Identify the line that contains "pub fn cookie_value(headers: &HeaderMap, name: &str)" in the material. Output it and every line after it, unchanged, through the end.

------ AVAILABLE DATA

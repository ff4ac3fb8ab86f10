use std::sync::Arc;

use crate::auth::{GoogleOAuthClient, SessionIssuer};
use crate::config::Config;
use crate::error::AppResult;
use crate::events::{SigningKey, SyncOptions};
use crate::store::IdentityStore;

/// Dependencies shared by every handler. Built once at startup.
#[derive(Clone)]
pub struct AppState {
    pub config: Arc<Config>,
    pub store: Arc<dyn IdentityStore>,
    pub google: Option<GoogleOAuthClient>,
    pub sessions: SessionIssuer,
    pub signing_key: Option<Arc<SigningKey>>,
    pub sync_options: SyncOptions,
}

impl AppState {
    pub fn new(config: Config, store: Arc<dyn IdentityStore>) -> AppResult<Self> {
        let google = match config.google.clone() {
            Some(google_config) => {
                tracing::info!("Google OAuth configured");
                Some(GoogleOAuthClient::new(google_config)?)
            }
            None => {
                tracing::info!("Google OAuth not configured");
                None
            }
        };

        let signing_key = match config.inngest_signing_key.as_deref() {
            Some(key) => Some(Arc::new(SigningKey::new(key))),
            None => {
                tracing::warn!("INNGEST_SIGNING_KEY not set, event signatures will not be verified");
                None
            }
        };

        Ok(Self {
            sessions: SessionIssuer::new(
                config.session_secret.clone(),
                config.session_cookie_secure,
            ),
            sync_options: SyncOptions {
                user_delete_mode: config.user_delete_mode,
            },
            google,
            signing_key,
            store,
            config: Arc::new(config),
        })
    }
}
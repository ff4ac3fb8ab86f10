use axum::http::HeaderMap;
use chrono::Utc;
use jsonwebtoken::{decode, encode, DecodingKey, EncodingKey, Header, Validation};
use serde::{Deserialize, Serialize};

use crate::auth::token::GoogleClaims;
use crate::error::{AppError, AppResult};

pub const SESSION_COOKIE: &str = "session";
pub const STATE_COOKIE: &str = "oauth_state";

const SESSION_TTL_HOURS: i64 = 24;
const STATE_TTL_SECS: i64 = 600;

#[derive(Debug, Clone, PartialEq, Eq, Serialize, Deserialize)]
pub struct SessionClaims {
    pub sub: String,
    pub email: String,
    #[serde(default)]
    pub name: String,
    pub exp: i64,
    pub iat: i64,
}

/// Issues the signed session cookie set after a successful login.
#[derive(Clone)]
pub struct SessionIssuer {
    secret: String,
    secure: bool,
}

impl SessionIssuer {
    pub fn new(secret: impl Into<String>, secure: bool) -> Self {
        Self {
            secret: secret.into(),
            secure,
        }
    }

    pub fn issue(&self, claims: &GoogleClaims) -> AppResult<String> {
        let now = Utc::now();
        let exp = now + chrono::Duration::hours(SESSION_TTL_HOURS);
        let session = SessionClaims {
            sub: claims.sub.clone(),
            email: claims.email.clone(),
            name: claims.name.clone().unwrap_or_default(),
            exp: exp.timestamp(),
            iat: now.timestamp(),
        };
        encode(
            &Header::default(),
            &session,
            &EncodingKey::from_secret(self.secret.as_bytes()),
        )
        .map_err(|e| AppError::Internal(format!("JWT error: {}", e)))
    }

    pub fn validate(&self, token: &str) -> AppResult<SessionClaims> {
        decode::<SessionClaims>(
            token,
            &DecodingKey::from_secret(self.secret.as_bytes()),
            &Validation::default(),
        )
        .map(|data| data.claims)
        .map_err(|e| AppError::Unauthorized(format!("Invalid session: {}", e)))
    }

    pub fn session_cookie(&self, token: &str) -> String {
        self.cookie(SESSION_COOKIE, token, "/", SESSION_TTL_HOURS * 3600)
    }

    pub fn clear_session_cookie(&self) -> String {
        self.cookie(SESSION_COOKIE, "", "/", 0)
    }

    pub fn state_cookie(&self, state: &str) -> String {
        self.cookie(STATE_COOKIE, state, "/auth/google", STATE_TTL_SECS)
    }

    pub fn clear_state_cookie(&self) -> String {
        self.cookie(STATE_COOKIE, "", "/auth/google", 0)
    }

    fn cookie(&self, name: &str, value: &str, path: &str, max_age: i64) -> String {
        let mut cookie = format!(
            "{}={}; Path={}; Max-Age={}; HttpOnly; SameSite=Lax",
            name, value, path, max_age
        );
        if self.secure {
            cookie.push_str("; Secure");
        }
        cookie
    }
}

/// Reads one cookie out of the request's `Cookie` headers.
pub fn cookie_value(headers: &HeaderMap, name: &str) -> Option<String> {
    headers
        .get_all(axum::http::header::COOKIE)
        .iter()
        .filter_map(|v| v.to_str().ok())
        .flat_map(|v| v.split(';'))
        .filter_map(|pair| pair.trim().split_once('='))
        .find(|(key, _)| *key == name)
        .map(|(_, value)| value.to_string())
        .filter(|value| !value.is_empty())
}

------------

RESULT:
pub fn cookie_value(headers: &HeaderMap, name: &str) -> Option<String> {
    headers
        .get_all(axum::http::header::COOKIE)
        .iter()
        .filter_map(|v| v.to_str().ok())
        .flat_map(|v| v.split(';'))
        .filter_map(|pair| pair.trim().split_once('='))
        .find(|(key, _)| *key == name)
        .map(|(_, value)| value.to_string())
        .filter(|value| !value.is_empty())
}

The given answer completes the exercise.